Brasil – A influenciadora Maria Eduarda, conhecida nas redes sociais como Penélope, se pronunciou publicamente pela primeira vez, na noite dessa terça-feira (11), após ter seu nome e sua imagem associados, de forma equivocada, à figura da chamada “Japinha do CV”, suposta integrante do Comando Vermelho (CV). A jovem foi apontada nas redes como uma das mortas na Megaoperação Contenção, realizada pela Polícia Civil do Rio de Janeiro em 28 de outubro.
Em um vídeo publicado em suas redes sociais, Penélope negou todas as informações que circularam e afirmou ter sido vítima de uma confusão que transformou sua vida em um pesadelo.
“Essa tal de Japinha que estão falando aí… não sou eu. Essa menina não existe. Japinha não existe. O meu nome é Maria Eduarda, conhecida como Penélope”, declarou.
O caso começou após a circulação, nas redes sociais, de fotos antigas da influenciadora sendo associadas à notícia da morte de uma suposta traficante durante a operação policial. Em poucas horas, o boato se espalhou, e Maria Eduarda passou a ser identificada como uma das vítimas do confronto.
A Polícia Civil, no entanto, negou oficialmente a informação, esclarecendo que não havia mulheres entre os mortos na operação e que o corpo vinculado à história era, na verdade, do traficante baiano Ricardo Aquino dos Santos. Além disso, análises mostraram que a mulher apontada como “Japinha do CV” possuía características físicas e tatuagens diferentes das de Penélope.
No vídeo, a influenciadora também negou qualquer envolvimento atual com o tráfico e explicou que as imagens divulgadas nas redes fazem parte de um período antigo de sua vida, o qual ela afirma já ter deixado para trás.

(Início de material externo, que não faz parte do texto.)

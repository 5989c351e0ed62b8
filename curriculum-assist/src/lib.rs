//! CLO Studio assist - generated text for CLO authoring
//!
//! Provides:
//! - Trait-based LLM backends (OpenRouter/OpenAI-compatible, mock)
//! - Prompts for CLO descriptions, Bloom level classification and
//!   evaluation summaries
//! - Settings-slot driven configuration
//! - Per-form staleness tracking for outstanding requests
//!
//! # Architecture
//!
//! ```text
//! ┌─────────────────────────────────────────┐
//! │          SuggestionService              │
//! │  (description / bloom / summary)        │
//! └────────────────┬────────────────────────┘
//!                  │
//!      ┌───────────┴───────────┐
//!      ▼                       ▼
//! ┌─────────────┐       ┌─────────────┐
//! │ LlmBackend  │       │ Prompt      │
//! │ (OpenAI/    │       │ Builder     │
//! │  Mock)      │       │             │
//! └─────────────┘       └─────────────┘
//! ```

pub mod backend;
pub mod config;
pub mod inflight;
pub mod prompt;
pub mod service;

// Re-export main types for convenience
pub use backend::{CompletionRequest, CompletionResponse, LlmBackend, LlmError};
pub use config::{AssistConfig, Provider, OPENROUTER_MODELS};
pub use inflight::{InflightGate, Ticket};
pub use prompt::PromptBuilder;
pub use service::{AssistError, SuggestionService};
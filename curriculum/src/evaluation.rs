//! Evaluation reconciliation.
//!
//! Keeps the evaluation collection in 1:1 correspondence with the live CLO
//! sequence. The store calls this explicitly after every change to the CLO
//! set; it is a pure function so it can also repair snapshots loaded from
//! storage or received from another tab.

use std::collections::HashSet;

use crate::types::{Clo, CloId, Evaluation};

/// Repair `evaluations` against `clos`.
///
/// Records for ids no longer live are dropped, the first record per id is
/// kept in its existing position, and each live CLO without one gets a
/// zero-achievement record appended in CLO order. Running the result through
/// again returns it unchanged.
pub fn reconcile_evaluations(clos: &[Clo], evaluations: &[Evaluation]) -> Vec<Evaluation> {
    let live: HashSet<&CloId> = clos.iter().map(|c| &c.id).collect();
    let mut seen: HashSet<&CloId> = HashSet::with_capacity(clos.len());

    let mut reconciled: Vec<Evaluation> = evaluations
        .iter()
        .filter(|ev| live.contains(&ev.clo_id) && seen.insert(&ev.clo_id))
        .cloned()
        .collect();

    reconciled.extend(
        clos.iter()
            .filter(|clo| !seen.contains(&clo.id))
            .map(|clo| Evaluation::empty(clo.id.clone())),
    );

    reconciled
}

/// Whether `evaluations` already corresponds 1:1 with `clos`.
pub fn is_reconciled(clos: &[Clo], evaluations: &[Evaluation]) -> bool {
    if clos.len() != evaluations.len() {
        return false;
    }
    let live: HashSet<&CloId> = clos.iter().map(|c| &c.id).collect();
    let ids: HashSet<&CloId> = evaluations.iter().map(|ev| &ev.clo_id).collect();
    ids.len() == evaluations.len() && ids == live
}

#[cfg(test)]
mod tests {
    use super::*;
    use crate::types::{Achievement, BloomLevel, SkillType};

    fn clo(id: &str) -> Clo {
        Clo {
            id: CloId::from(id),
            description: String::new(),
            bloom_level: BloomLevel::Remembering,
            skill_type: SkillType::SoftSkill,
        }
    }

    fn eval(id: &str, achievement: i64) -> Evaluation {
        Evaluation {
            clo_id: CloId::from(id),
            achievement: Achievement::from(achievement),
        }
    }

    #[test]
    fn test_fills_gaps_and_drops_orphans() {
        let clos = vec![clo("CLO1"), clo("CLO2"), clo("CLO3")];
        let evaluations = vec![eval("CLO9", 50), eval("CLO2", 80)];

        let reconciled = reconcile_evaluations(&clos, &evaluations);
        assert_eq!(
            reconciled,
            vec![eval("CLO2", 80), eval("CLO1", 0), eval("CLO3", 0)]
        );
        assert!(is_reconciled(&clos, &reconciled));
    }

    #[test]
    fn test_idempotent() {
        let clos = vec![clo("CLO1"), clo("CLO4")];
        let evaluations = vec![eval("CLO4", 70), eval("CLO4", 10), eval("CLO2", 5)];

        let once = reconcile_evaluations(&clos, &evaluations);
        let twice = reconcile_evaluations(&clos, &once);
        assert_eq!(once, twice);
        assert_eq!(once, vec![eval("CLO4", 70), eval("CLO1", 0)]);
    }

    #[test]
    fn test_empty_clos_clears_everything() {
        let reconciled = reconcile_evaluations(&[], &[eval("CLO1", 30)]);
        assert!(reconciled.is_empty());
        assert!(is_reconciled(&[], &reconciled));
    }

    #[test]
    fn test_is_reconciled_detects_duplicates() {
        let clos = vec![clo("CLO1"), clo("CLO2")];
        assert!(!is_reconciled(&clos, &[eval("CLO1", 1), eval("CLO1", 2)]));
    }
}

“Isso tudo que aconteceu foi a internet que criou, porque em nenhum momento eu, minha família ou ninguém próximo a mim veio falar nada na internet que eu tinha morrido. Então, a internet já vinculou fotos, imagens de uma vida minha passada, na qual eu não levo mais”, desabafou.
Maria Eduarda finalizou dizendo que está tentando retomar sua rotina, mas que o episódio deixou marcas profundas.
“A internet destruiu minha vida”, afirmou.